Smaller companies are now realizing that raising funds to fight a law suit against a large company may be a better strategy than sharing 50 percent of the proceeds with a contingent law firm. For example, venture capital-funded AmberWave Systems raised additional equity funds of $15 million to fill its cash war chest when it filed a lawsuit for patent infringement against Intel Corp. Once Intel realized that there were sufficient funds available to AmberWave and that outspending the small firm in legal fees was no longer an option, a fair settlement was promptly reached, meeting the requirements of both parties.

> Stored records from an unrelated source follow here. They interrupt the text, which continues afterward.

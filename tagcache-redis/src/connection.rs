//! Lazily established, shared Redis connection.

use redis::Client;
use redis::aio::ConnectionManager;
use std::future::Future;
use tokio::sync::Mutex;
use tracing::{debug, info};

use crate::{RedisConfig, RedisError, Result, pubsub::PubSub};

/// A shared, multiplexed Redis connection that is opened on first use.
///
/// The underlying [`ConnectionManager`] multiplexes all commands over a single
/// socket and reconnects on its own; clones handed out by [`get`](Self::get)
/// are cheap. [`reset`](Self::reset) drops the cached handle so that the next
/// call opens a fresh connection.
pub struct RedisConnection {
    config: RedisConfig,
    client: Client,
    manager: Mutex<Option<ConnectionManager>>,
}

impl RedisConnection {
    /// Create a connection handle without connecting.
    ///
    /// Fails if the configuration cannot describe a Redis server.
    pub fn new(config: RedisConfig) -> Result<Self> {
        config.validate()?;
        let client = Client::open(config.connection_url()?)
            .map_err(|e| RedisError::Config(e.to_string()))?;

        Ok(Self {
            config,
            client,
            manager: Mutex::new(None),
        })
    }

    /// Create a connection handle and verify the server answers `PING`.
    pub async fn connect(config: RedisConfig) -> Result<Self> {
        let connection = Self::new(config)?;
        connection.ping().await?;
        Ok(connection)
    }

    /// Get the configuration.
    pub fn config(&self) -> &RedisConfig {
        &self.config
    }

    /// Get the underlying client.
    pub fn client(&self) -> &Client {
        &self.client
    }

    /// Identity of the server behind this connection.
    pub fn host_identity(&self) -> String {
        self.config.host_identity()
    }

    /// Get the shared connection, opening it if necessary.
    pub async fn get(&self) -> Result<ConnectionManager> {
        let mut guard = self.manager.lock().await;
        if let Some(manager) = guard.as_ref() {
            return Ok(manager.clone());
        }

        let timeout = self.config.connect_timeout;
        let mut manager = tokio::time::timeout(timeout, ConnectionManager::new(self.client.clone()))
            .await
            .map_err(|_| RedisError::Timeout(timeout))?
            .map_err(|e| RedisError::Connection(e.to_string()))?;

        if let Some(name) = &self.config.connection_name {
            let _: () = redis::cmd("CLIENT")
                .arg("SETNAME")
                .arg(name)
                .query_async(&mut manager)
                .await?;
        }

        info!(host = %self.host_identity(), "Redis connection established");
        *guard = Some(manager.clone());
        Ok(manager)
    }

    /// Run a command future under the configured sync timeout.
    pub async fn timed<T, F>(&self, command: F) -> Result<T>
    where
        F: Future<Output = redis::RedisResult<T>>,
    {
        let timeout = self.config.sync_timeout;
        tokio::time::timeout(timeout, command)
            .await
            .map_err(|_| RedisError::Timeout(timeout))?
            .map_err(RedisError::from)
    }

    /// Check that the server answers.
    pub async fn ping(&self) -> Result<()> {
        let mut conn = self.get().await?;
        let _: String = self.timed(redis::cmd("PING").query_async(&mut conn)).await?;
        Ok(())
    }

    /// Create a Pub/Sub client against the same server.
    pub fn pubsub(&self) -> PubSub {
        PubSub::new(self.client.clone(), self.config.connect_timeout)
    }

    /// Drop the cached connection; the next [`get`](Self::get) reconnects.
    pub async fn reset(&self) {
        if self.manager.lock().await.take().is_some() {
            debug!(host = %self.host_identity(), "Redis connection released");
        }
    }
}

Thus paradoxically, once a large company realizes that a smaller firm has the wherewithal either through investors willing to fund litigation, or an aggressive law firm with a strong litigation department as a partner, a settlement can usually be reached without a long drawn-out battle, or the need to spend a lot of money.
Small companies should therefore choose their patent law firm carefully, seeking a large practice with a record of winning in infringement cases and a willingness to take on contingent work. Such a choice may well avoid any litigation in the future.